▸ **Exercise**
Every line in the records below that holds "EnvVar" must be identified and copied.
*** Opening of Available data ***
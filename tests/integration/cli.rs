use crate::common::TestEnv;
use predicates::prelude::*;

#[test]
fn test_help_lists_commands() {
    let env = TestEnv::new();
    env.jv()
        .arg("--help")
        .assert()
        .success()
        .stdout(predicate::str::contains("install"))
        .stdout(predicate::str::contains("doctor"))
        .stdout(predicate::str::contains("add-path"));
}

#[test]
fn test_version_flag() {
    let env = TestEnv::new();
    env.jv()
        .arg("--version")
        .assert()
        .success()
        .stdout(predicate::str::contains(env!("CARGO_PKG_VERSION")));
}

#[test]
fn test_add_list_and_remove() {
    let env = TestEnv::new();
    let jdk = env.jdk("graalvm-21", Some("21.0.1"));

    env.jv()
        .arg("add")
        .arg(&jdk)
        .assert()
        .success()
        .stdout(predicate::str::contains("Added Java 21.0.1"));
    assert_eq!(env.config().custom_paths, [jdk.clone()]);

    env.jv()
        .arg("add")
        .arg(&jdk)
        .assert()
        .success()
        .stdout(predicate::str::contains("already registered"));

    env.jv()
        .arg("list")
        .assert()
        .success()
        .stdout(predicate::str::contains("21.0.1"))
        .stdout(predicate::str::contains("[custom]"));

    env.jv().arg("remove").arg(&jdk).assert().success();
    assert!(env.config().custom_paths.is_empty());
}

#[test]
fn test_add_rejects_non_jdk() {
    let env = TestEnv::new();
    env.jv()
        .arg("add")
        .arg(env.temp.path())
        .assert()
        .failure()
        .stderr(predicate::str::contains("does not contain a JDK"));
    assert!(!env.config_path.exists());
}

#[test]
fn test_search_paths() {
    let env = TestEnv::new();
    let dir = env.jdk("jdk-17.0.2", None).parent().unwrap().to_path_buf();

    env.jv().arg("add-path").arg(&dir).assert().success();
    env.jv()
        .arg("paths")
        .assert()
        .success()
        .stdout(predicate::str::contains(dir.to_string_lossy().as_ref()));
    env.jv()
        .arg("list")
        .assert()
        .success()
        .stdout(predicate::str::contains("17.0.2"))
        .stdout(predicate::str::contains("[detected]"));

    env.jv().arg("remove-path").arg(&dir).assert().success();
    env.jv()
        .arg("remove-path")
        .arg(&dir)
        .assert()
        .failure()
        .stderr(predicate::str::contains("not found"));
}

#[test]
fn test_use_unknown_version_fails() {
    let env = TestEnv::new();
    env.jv()
        .args(["use", "99.1"])
        .assert()
        .failure()
        .stderr(predicate::str::contains("Java '99.1' not found"));
}

#[test]
fn test_uninstall_requires_installed_jdk() {
    let env = TestEnv::new();
    env.jv()
        .args(["uninstall", "21"])
        .assert()
        .failure()
        .stderr(predicate::str::contains("Installed Java '21' not found"));
}

#[test]
fn test_unreadable_config_is_reported() {
    let env = TestEnv::new();
    std::fs::create_dir_all(env.config_path.parent().unwrap()).unwrap();
    std::fs::write(&env.config_path, "{ broken").unwrap();

    env.jv()
        .arg("list")
        .assert()
        .failure()
        .stderr(predicate::str::contains("Configuration error"));
}
//! Test utilities for jv
//!
//! Helpers shared by unit and integration tests:
//! - [`init_test_logging`] wires tracing to the test writer once per process
//! - [`MemoryStore`] is an in-memory [`EnvironmentStore`] with failure injection
//! - [`ArchiveFixture`] builds zip and tar.gz packages in memory
//! - [`StaticDistributor`] serves canned versions and download metadata
//!
//! # Example
//!
//! ```rust,no_run
//! use jv_cli::env::{EnvironmentManager, PathFlavor};
//! use jv_cli::test_utils::MemoryStore;
//! use std::path::Path;
//!
//! let manager = EnvironmentManager::new(MemoryStore::new(PathFlavor::Windows));
//! manager.set_home(Path::new(r"C:\jdk-21")).unwrap();
//! ```

use crate::core::JvError;
use crate::distributor::{Distributor, DownloadInfo, JavaRelease, Platform, VersionListing};
use crate::env::{EnvVar, EnvironmentStore, PathFlavor};
use crate::utils::platform::java_executable_name;
use async_trait::async_trait;
use sha2::{Digest, Sha256};
use std::collections::HashMap;
use std::io::{Cursor, Write};
use std::path::{Path, PathBuf};
use std::sync::Mutex;
use std::sync::Once;
use std::sync::atomic::{AtomicUsize, Ordering};
use tracing::Level;
use tracing_subscriber::EnvFilter;

static INIT_LOGGING: Once = Once::new();

/// Initialise tracing for tests.
///
/// With `Some(level)` that level is used; otherwise `RUST_LOG` is honoured and
/// nothing is logged when it is unset.
pub fn init_test_logging(level: Option<Level>) {
    INIT_LOGGING.call_once(|| {
        let filter = if let Some(level) = level {
            EnvFilter::new(level.to_string())
        } else if std::env::var("RUST_LOG").is_ok() {
            EnvFilter::from_default_env()
        } else {
            return;
        };

        let _ = tracing_subscriber::fmt()
            .with_env_filter(filter)
            .with_test_writer()
            .try_init();
    });
}

/// Lowercase hex SHA-256 of `bytes`.
#[must_use]
pub fn sha256_hex(bytes: &[u8]) -> String {
    hex::encode(Sha256::digest(bytes))
}

/// In-memory environment store.
#[derive(Debug, Default)]
pub struct MemoryStore {
    flavor: Option<PathFlavor>,
    values: Mutex<HashMap<EnvVar, String>>,
    read_only: bool,
    fail_writes_of: Option<EnvVar>,
    fail_broadcast: bool,
    broadcasts: AtomicUsize,
}

impl MemoryStore {
    #[must_use]
    pub fn new(flavor: PathFlavor) -> Self {
        Self {
            flavor: Some(flavor),
            ..Self::default()
        }
    }

    /// Pre-set a variable.
    #[must_use]
    pub fn with(self, var: EnvVar, value: &str) -> Self {
        if let Ok(mut values) = self.values.lock() {
            values.insert(var, value.to_string());
        }
        self
    }

    /// Every write fails with [`JvError::PrivilegeRequired`].
    #[must_use]
    pub const fn read_only(mut self) -> Self {
        self.read_only = true;
        self
    }

    /// Writes of `var` fail with a store error.
    #[must_use]
    pub const fn failing_writes_of(mut self, var: EnvVar) -> Self {
        self.fail_writes_of = Some(var);
        self
    }

    #[must_use]
    pub const fn failing_broadcast(mut self) -> Self {
        self.fail_broadcast = true;
        self
    }

    #[must_use]
    pub fn value(&self, var: EnvVar) -> Option<String> {
        self.values.lock().ok()?.get(&var).cloned()
    }

    #[must_use]
    pub fn is_empty(&self) -> bool {
        self.values.lock().map(|v| v.is_empty()).unwrap_or(true)
    }

    #[must_use]
    pub fn broadcasts(&self) -> usize {
        self.broadcasts.load(Ordering::SeqCst)
    }
}

impl EnvironmentStore for MemoryStore {
    fn flavor(&self) -> PathFlavor {
        self.flavor.unwrap_or(PathFlavor::Posix)
    }

    fn read(&self, var: EnvVar) -> Result<Option<String>, JvError> {
        Ok(self.value(var))
    }

    fn write(&self, var: EnvVar, value: &str) -> Result<(), JvError> {
        if self.read_only {
            return Err(JvError::PrivilegeRequired {
                operation: format!("write {}", self.var_name(var)),
            });
        }
        if self.fail_writes_of == Some(var) {
            return Err(JvError::Store {
                operation: format!("write {}", self.var_name(var)),
                store: self.location(),
                reason: "injected failure".to_string(),
            });
        }
        self.values
            .lock()
            .map_err(|e| JvError::Store {
                operation: "lock".to_string(),
                store: self.location(),
                reason: e.to_string(),
            })?
            .insert(var, value.to_string());
        Ok(())
    }

    fn broadcast_change(&self) -> Result<(), JvError> {
        self.broadcasts.fetch_add(1, Ordering::SeqCst);
        if self.fail_broadcast {
            return Err(JvError::Store {
                operation: "broadcast".to_string(),
                store: self.location(),
                reason: "injected failure".to_string(),
            });
        }
        Ok(())
    }

    fn location(&self) -> String {
        "memory".to_string()
    }
}

/// In-memory archive builder.
#[derive(Debug, Clone, Default)]
pub struct ArchiveFixture {
    entries: Vec<(String, Vec<u8>, u32)>,
}

impl ArchiveFixture {
    #[must_use]
    pub fn new() -> Self {
        Self::default()
    }

    /// A minimal JDK below `root`: `bin/<java launcher>` and a `release` file.
    #[must_use]
    pub fn jdk(root: &str) -> Self {
        Self::new()
            .executable(&format!("{root}/bin/{}", java_executable_name()), b"#!/bin/sh\n")
            .file(&format!("{root}/release"), b"JAVA_VERSION=\"21.0.2\"\n")
    }

    #[must_use]
    pub fn file(mut self, name: &str, content: &[u8]) -> Self {
        self.entries.push((name.to_string(), content.to_vec(), 0o644));
        self
    }

    #[must_use]
    pub fn executable(mut self, name: &str, content: &[u8]) -> Self {
        self.entries.push((name.to_string(), content.to_vec(), 0o755));
        self
    }

    /// Zip bytes, with an explicit entry for every parent directory.
    #[must_use]
    pub fn zip(&self) -> Vec<u8> {
        use zip::write::SimpleFileOptions;

        let mut writer = zip::ZipWriter::new(Cursor::new(Vec::new()));
        let mut dirs_written = Vec::new();
        for (name, content, mode) in &self.entries {
            let mut prefix = String::new();
            let parts: Vec<&str> = name.split('/').collect();
            for part in &parts[..parts.len().saturating_sub(1)] {
                prefix.push_str(part);
                prefix.push('/');
                if part != &".." && !dirs_written.contains(&prefix) {
                    writer
                        .add_directory(prefix.as_str(), SimpleFileOptions::default().unix_permissions(0o755))
                        .expect("add directory");
                    dirs_written.push(prefix.clone());
                }
            }
            writer
                .start_file(name.as_str(), SimpleFileOptions::default().unix_permissions(*mode))
                .expect("start file");
            writer.write_all(content).expect("write entry");
        }
        writer.finish().expect("finish zip").into_inner()
    }

    /// Gzip-compressed tar bytes.
    #[must_use]
    pub fn tar_gz(&self) -> Vec<u8> {
        let encoder = flate2::write::GzEncoder::new(Vec::new(), flate2::Compression::fast());
        let mut builder = tar::Builder::new(encoder);
        for (name, content, mode) in &self.entries {
            let mut header = tar::Header::new_gnu();
            header.set_size(content.len() as u64);
            header.set_mode(*mode);
            header.set_cksum();
            builder
                .append_data(&mut header, name, content.as_slice())
                .expect("append entry");
        }
        builder
            .into_inner()
            .expect("finish tar")
            .finish()
            .expect("finish gzip")
    }
}

/// Write `bytes` to `dir/name` and return the path.
pub fn write_fixture(dir: &Path, name: &str, bytes: &[u8]) -> PathBuf {
    let path = dir.join(name);
    std::fs::write(&path, bytes).expect("write fixture");
    path
}

/// Distributor with canned responses.
pub struct StaticDistributor {
    id: String,
    name: String,
    releases: Vec<JavaRelease>,
    packages: HashMap<String, DownloadInfo>,
    requests: AtomicUsize,
}

impl StaticDistributor {
    pub fn new(id: &str, name: &str) -> Self {
        Self {
            id: id.to_string(),
            name: name.to_string(),
            releases: vec![JavaRelease::new("21", true), JavaRelease::new("17", true)],
            packages: HashMap::new(),
            requests: AtomicUsize::new(0),
        }
    }

    #[must_use]
    pub fn with_package(mut self, version: &str, info: DownloadInfo) -> Self {
        self.packages.insert(version.to_string(), info);
        self
    }

    /// Number of `download_info` calls served.
    pub fn requests(&self) -> usize {
        self.requests.load(Ordering::SeqCst)
    }
}

#[async_trait]
impl Distributor for StaticDistributor {
    fn id(&self) -> &str {
        &self.id
    }

    fn name(&self) -> &str {
        &self.name
    }

    async fn available_versions(&self) -> VersionListing {
        VersionListing::live(self.releases.clone())
    }

    async fn download_info(
        &self,
        version: &str,
        platform: &Platform,
    ) -> Result<DownloadInfo, JvError> {
        self.requests.fetch_add(1, Ordering::SeqCst);
        self.packages.get(version).cloned().ok_or_else(|| JvError::NotFound {
            what: format!("Java {version} for {platform}"),
        })
    }
}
*** Close of Available data ***
▸ **Response below**
use crate::env::{EnvVar, EnvironmentStore, PathFlavor};
    values: Mutex<HashMap<EnvVar, String>>,
    fail_writes_of: Option<EnvVar>,
    pub fn with(self, var: EnvVar, value: &str) -> Self {
    pub const fn failing_writes_of(mut self, var: EnvVar) -> Self {
    pub fn value(&self, var: EnvVar) -> Option<String> {
    fn read(&self, var: EnvVar) -> Result<Option<String>, JvError> {
    fn write(&self, var: EnvVar, value: &str) -> Result<(), JvError> {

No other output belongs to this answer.